Data extracted from a collection:
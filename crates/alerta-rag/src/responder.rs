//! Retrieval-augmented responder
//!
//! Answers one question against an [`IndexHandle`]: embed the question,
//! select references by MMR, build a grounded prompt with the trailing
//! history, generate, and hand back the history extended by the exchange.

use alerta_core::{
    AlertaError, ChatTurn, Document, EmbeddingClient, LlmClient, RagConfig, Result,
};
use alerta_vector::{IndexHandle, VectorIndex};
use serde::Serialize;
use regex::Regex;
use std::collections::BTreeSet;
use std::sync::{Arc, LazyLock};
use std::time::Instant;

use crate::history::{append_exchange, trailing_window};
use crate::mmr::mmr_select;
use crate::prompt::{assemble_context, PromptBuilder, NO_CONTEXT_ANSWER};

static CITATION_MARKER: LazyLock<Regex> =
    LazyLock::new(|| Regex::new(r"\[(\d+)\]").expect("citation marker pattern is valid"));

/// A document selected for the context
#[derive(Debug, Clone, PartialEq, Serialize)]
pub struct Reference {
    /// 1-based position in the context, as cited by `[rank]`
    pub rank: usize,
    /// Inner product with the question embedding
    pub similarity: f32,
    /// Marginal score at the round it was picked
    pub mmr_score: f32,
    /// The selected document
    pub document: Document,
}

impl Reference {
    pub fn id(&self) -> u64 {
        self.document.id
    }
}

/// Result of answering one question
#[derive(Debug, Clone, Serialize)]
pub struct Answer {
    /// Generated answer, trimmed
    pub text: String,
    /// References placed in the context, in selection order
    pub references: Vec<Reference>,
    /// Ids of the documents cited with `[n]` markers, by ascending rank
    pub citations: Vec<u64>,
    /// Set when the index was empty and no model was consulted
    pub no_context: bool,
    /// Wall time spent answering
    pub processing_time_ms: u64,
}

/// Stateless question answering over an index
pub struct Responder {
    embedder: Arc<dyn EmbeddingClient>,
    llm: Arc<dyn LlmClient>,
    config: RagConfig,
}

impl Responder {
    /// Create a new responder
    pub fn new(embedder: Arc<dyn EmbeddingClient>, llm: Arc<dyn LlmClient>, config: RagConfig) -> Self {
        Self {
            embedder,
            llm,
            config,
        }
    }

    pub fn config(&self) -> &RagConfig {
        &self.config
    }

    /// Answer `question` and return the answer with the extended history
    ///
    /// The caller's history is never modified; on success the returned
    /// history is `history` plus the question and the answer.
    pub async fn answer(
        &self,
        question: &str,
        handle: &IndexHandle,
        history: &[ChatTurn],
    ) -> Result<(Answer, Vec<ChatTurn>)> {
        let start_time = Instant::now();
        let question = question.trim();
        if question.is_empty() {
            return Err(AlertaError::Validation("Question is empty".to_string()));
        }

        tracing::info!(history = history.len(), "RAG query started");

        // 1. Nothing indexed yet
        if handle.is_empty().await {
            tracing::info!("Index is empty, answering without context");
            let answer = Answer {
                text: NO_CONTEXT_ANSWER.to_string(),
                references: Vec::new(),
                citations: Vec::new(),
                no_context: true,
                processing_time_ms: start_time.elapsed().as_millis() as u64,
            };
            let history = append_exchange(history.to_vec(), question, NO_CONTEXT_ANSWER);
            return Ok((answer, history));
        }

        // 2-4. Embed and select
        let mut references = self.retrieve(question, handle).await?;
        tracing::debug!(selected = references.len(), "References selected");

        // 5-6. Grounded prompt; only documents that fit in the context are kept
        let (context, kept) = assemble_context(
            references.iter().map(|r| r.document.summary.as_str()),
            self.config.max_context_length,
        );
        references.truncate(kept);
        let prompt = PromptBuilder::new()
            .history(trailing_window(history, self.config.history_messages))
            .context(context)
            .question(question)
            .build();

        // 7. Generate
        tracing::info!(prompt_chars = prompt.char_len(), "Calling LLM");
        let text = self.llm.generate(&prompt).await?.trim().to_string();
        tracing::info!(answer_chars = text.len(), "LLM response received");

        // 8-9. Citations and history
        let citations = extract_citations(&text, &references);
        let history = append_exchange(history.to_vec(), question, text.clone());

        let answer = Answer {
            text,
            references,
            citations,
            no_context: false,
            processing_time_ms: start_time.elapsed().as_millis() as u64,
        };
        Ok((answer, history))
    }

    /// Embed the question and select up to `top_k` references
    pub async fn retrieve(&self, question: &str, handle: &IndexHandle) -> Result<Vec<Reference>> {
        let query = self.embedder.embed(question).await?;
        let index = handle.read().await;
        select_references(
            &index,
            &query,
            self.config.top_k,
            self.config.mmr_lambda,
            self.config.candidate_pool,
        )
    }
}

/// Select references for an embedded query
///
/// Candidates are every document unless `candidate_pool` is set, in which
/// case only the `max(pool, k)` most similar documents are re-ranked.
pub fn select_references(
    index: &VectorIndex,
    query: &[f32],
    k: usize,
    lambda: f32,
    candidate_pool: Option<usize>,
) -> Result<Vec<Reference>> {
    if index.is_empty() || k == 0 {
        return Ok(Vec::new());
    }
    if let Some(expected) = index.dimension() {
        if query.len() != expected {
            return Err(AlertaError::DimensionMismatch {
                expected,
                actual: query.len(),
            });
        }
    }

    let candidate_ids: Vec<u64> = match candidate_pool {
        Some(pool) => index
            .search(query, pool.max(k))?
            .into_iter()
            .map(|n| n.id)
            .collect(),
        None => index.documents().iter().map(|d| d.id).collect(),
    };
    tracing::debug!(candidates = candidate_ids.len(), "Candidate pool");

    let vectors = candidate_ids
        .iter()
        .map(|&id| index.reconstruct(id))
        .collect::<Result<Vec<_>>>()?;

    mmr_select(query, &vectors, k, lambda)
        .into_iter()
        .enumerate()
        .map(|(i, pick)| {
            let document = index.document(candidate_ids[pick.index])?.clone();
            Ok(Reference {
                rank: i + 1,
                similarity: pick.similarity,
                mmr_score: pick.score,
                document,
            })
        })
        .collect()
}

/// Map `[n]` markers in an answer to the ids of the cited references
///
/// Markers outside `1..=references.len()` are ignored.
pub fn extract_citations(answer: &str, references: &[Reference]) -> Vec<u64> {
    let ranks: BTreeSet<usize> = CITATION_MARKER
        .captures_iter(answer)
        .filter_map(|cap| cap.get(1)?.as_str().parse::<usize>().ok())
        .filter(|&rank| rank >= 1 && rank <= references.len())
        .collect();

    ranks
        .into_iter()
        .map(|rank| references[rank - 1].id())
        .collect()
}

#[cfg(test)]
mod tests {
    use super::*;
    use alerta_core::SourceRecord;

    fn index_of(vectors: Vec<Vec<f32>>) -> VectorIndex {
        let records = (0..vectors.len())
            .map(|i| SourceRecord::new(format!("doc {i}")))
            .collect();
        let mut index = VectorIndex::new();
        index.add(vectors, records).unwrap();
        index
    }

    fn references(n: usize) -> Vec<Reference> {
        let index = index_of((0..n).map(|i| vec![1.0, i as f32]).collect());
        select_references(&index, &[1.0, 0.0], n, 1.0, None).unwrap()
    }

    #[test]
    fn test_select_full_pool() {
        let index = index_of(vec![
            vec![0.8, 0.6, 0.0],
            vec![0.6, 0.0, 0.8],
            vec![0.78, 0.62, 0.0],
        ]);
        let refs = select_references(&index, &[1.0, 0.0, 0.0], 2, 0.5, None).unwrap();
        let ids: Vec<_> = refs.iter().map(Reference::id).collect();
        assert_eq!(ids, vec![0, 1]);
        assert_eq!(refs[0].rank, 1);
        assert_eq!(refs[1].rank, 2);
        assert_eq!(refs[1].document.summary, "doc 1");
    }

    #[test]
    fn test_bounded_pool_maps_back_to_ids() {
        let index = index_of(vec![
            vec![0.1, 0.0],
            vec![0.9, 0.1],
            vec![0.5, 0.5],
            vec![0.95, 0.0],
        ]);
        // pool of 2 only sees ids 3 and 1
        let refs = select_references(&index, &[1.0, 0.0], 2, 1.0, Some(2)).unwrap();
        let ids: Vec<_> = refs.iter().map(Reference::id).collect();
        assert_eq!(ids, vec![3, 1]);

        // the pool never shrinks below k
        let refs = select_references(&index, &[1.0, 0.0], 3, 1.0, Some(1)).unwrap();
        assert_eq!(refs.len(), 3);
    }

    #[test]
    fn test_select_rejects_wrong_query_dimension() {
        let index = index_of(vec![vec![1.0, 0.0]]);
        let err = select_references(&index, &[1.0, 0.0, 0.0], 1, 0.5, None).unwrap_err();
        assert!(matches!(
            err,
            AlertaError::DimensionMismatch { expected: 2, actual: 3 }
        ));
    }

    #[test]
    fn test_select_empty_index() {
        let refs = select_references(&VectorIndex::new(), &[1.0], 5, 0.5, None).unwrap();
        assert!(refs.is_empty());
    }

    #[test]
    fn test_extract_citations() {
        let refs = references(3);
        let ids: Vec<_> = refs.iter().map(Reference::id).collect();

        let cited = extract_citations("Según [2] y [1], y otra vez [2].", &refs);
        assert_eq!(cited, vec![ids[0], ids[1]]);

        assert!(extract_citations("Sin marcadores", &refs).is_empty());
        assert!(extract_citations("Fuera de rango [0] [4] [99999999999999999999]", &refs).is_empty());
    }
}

- **Problem requirements**: Lines of the data above that include the string "Instant" must each be copied.

- **Result**:
use std::time::Instant;
        let start_time = Instant::now();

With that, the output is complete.